Reputation: 4267
Having a list like
['http:host1', 'http:host2', 'http:host3', 'https:host1', 'https:host4']
I want to produce a list of pairs where pair has same host, but different schema:
[('http:host1', 'https:host1'), ('http:host2'), ...]
I can segregate of schema criteria quite easily:
with_https = [x for x in li if x.startswith('https')]
but cannot think of an elegant solution to meet host criteria
Upvotes: 0
Views: 62
Reputation: 14233
using urllib.parse
and collections.defaultdict
:
from collections import defaultdict
from urllib.parse import urlparse
grouped_urls = defaultdict(list)
urls = ['http:host1', 'http:host2', 'http:host3', 'https:host1', 'https:host4']
for url in urls:
grouped_urls[urlparse(url).paths].append(url)
print(grouped_urls)
output:
defaultdict(<class 'list'>, {'host1': ['http:host1', 'https:host1'], 'host2': ['http:host2'], 'host3': ['http:host3'], 'host4': ['https:host4']})
Upvotes: 4
Reputation: 1919
You didn't give us the entire output you want, so it seems like this code would help you achieving this:
urls = ['http:host1', 'http:host2', 'http:host3', 'https:host1', 'https:host4']

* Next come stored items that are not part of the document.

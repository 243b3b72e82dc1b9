//! First-order optimizers over named parameters

use indexmap::IndexMap;
use serde::{Deserialize, Serialize};
use tracing::debug;

use crate::parameter::{Gradients, Parameter};
use crate::tensor::Tensor;
use crate::{RLError, Result};

/// Optimizer hyperparameters
#[derive(Debug, Clone, PartialEq, Serialize, Deserialize)]
#[serde(tag = "type", rename_all = "snake_case")]
pub enum OptimizerConfig {
    /// Plain gradient descent
    Sgd {
        /// Step size
        learning_rate: f32,
    },
    /// Adam with bias correction
    Adam {
        /// Step size
        learning_rate: f32,
        /// First-moment decay
        beta1: f32,
        /// Second-moment decay
        beta2: f32,
        /// Denominator offset
        epsilon: f32,
    },
}

impl OptimizerConfig {
    /// Adam with the usual moment decays
    #[must_use]
    pub fn adam(learning_rate: f32) -> Self {
        Self::Adam {
            learning_rate,
            beta1: 0.9,
            beta2: 0.999,
            epsilon: 1e-8,
        }
    }

    /// Plain gradient descent
    #[must_use]
    pub fn sgd(learning_rate: f32) -> Self {
        Self::Sgd { learning_rate }
    }

    /// Step size
    #[must_use]
    pub fn learning_rate(&self) -> f32 {
        match self {
            Self::Sgd { learning_rate } | Self::Adam { learning_rate, .. } => *learning_rate,
        }
    }

    /// Check that the hyperparameters describe a usable optimizer
    pub fn validate(&self) -> Result<()> {
        let lr = self.learning_rate();
        if !(lr.is_finite() && lr > 0.0) {
            return Err(RLError::Config(format!(
                "learning rate must be positive, got {lr}"
            )));
        }
        if let Self::Adam { beta1, beta2, .. } = self {
            if !(0.0..1.0).contains(beta1) || !(0.0..1.0).contains(beta2) {
                return Err(RLError::Config(format!(
                    "adam betas must lie in [0, 1), got {beta1} and {beta2}"
                )));
            }
        }
        Ok(())
    }

    /// Build a fresh optimizer
    pub fn build(&self) -> Result<Optimizer> {
        self.validate()?;
        Ok(Optimizer::new(self.clone()))
    }
}

impl Default for OptimizerConfig {
    fn default() -> Self {
        Self::adam(3e-4)
    }
}

#[derive(Debug, Clone)]
struct Moments {
    momentum: Tensor,
    velocity: Tensor,
}

/// Optimizer with per-parameter state keyed by parameter name
#[derive(Debug, Clone)]
pub struct Optimizer {
    config: OptimizerConfig,
    moments: IndexMap<String, Moments>,
    t: i32,
}

impl Optimizer {
    /// Create an optimizer with empty state
    #[must_use]
    pub fn new(config: OptimizerConfig) -> Self {
        Self {
            config,
            moments: IndexMap::new(),
            t: 0,
        }
    }

    /// Hyperparameters
    #[must_use]
    pub fn config(&self) -> &OptimizerConfig {
        &self.config
    }

    /// Number of updates applied so far
    #[must_use]
    pub fn steps(&self) -> i32 {
        self.t
    }

    /// Apply one update to every parameter that has a gradient.
    ///
    /// Returns the number of parameters that changed. Parameters without a
    /// gradient are left untouched.
    pub fn apply<'a, I>(&mut self, params: I, grads: &Gradients) -> Result<usize>
    where
        I: IntoIterator<Item = &'a mut Parameter>,
    {
        self.t += 1;
        let mut updated = 0;
        for param in params {
            let Some(grad) = grads.get(&param.name) else {
                continue;
            };
            if grad.shape() != param.value.shape() {
                return Err(RLError::Computation(format!(
                    "gradient for {} has shape {:?}, parameter has {:?}",
                    param.name,
                    grad.shape(),
                    param.value.shape()
                )));
            }
            match self.config {
                OptimizerConfig::Sgd { learning_rate } => {
                    param.value.scaled_add(-learning_rate, grad);
                }
                OptimizerConfig::Adam {
                    learning_rate,
                    beta1,
                    beta2,
                    epsilon,
                } => {
                    let state = self
                        .moments
                        .entry(param.name.clone())
                        .or_insert_with(|| Moments {
                            momentum: Tensor::zeros(grad.raw_dim()),
                            velocity: Tensor::zeros(grad.raw_dim()),
                        });
                    state.momentum.zip_mut_with(grad, |m, &g| {
                        *m = beta1 * *m + (1.0 - beta1) * g;
                    });
                    state.velocity.zip_mut_with(grad, |v, &g| {
                        *v = beta2 * *v + (1.0 - beta2) * g * g;
                    });

                    let bias1 = 1.0 - beta1.powi(self.t);
                    let bias2 = 1.0 - beta2.powi(self.t);
                    ndarray::Zip::from(&mut param.value)
                        .and(&state.momentum)
                        .and(&state.velocity)
                        .for_each(|p, &m, &v| {
                            let m_hat = m / bias1;
                            let v_hat = v / bias2;
                            *p -= learning_rate * m_hat / (v_hat.sqrt() + epsilon);
                        });
                }
            }
            updated += 1;
        }
        debug!(step = self.t, updated, "applied optimizer update");
        Ok(updated)
    }
}

/// Gradient clipping policy
#[derive(Debug, Clone, Copy, PartialEq, Serialize, Deserialize)]
pub struct GradientClipping {
    /// Largest allowed norm
    pub max_norm: f32,
    /// Clip by the norm over all gradients instead of per tensor
    pub by_global_norm: bool,
}

impl GradientClipping {
    /// Clip `grads` in place and return the norm measured before clipping
    pub fn clip(&self, grads: &mut Gradients) -> f32 {
        let norm = grads.global_norm();
        if self.by_global_norm {
            if norm > self.max_norm {
                grads.scale(self.max_norm / norm);
            }
        } else {
            grads.clip_per_tensor(self.max_norm);
        }
        norm
    }
}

new_urls = [(x, x.replace("p", "ps", 1) if x[4] != "s" else x.replace("ps", "p", 1)) for x in urls]
print(new_urls)
And the output is
[('http:host1', 'https:host1'), ('http:host2', 'https:host2'), ('http:host3', 'https:host3'), ('https:host1', 'http:host1'), ('https:host4', 'http:host4')]
Upvotes: 0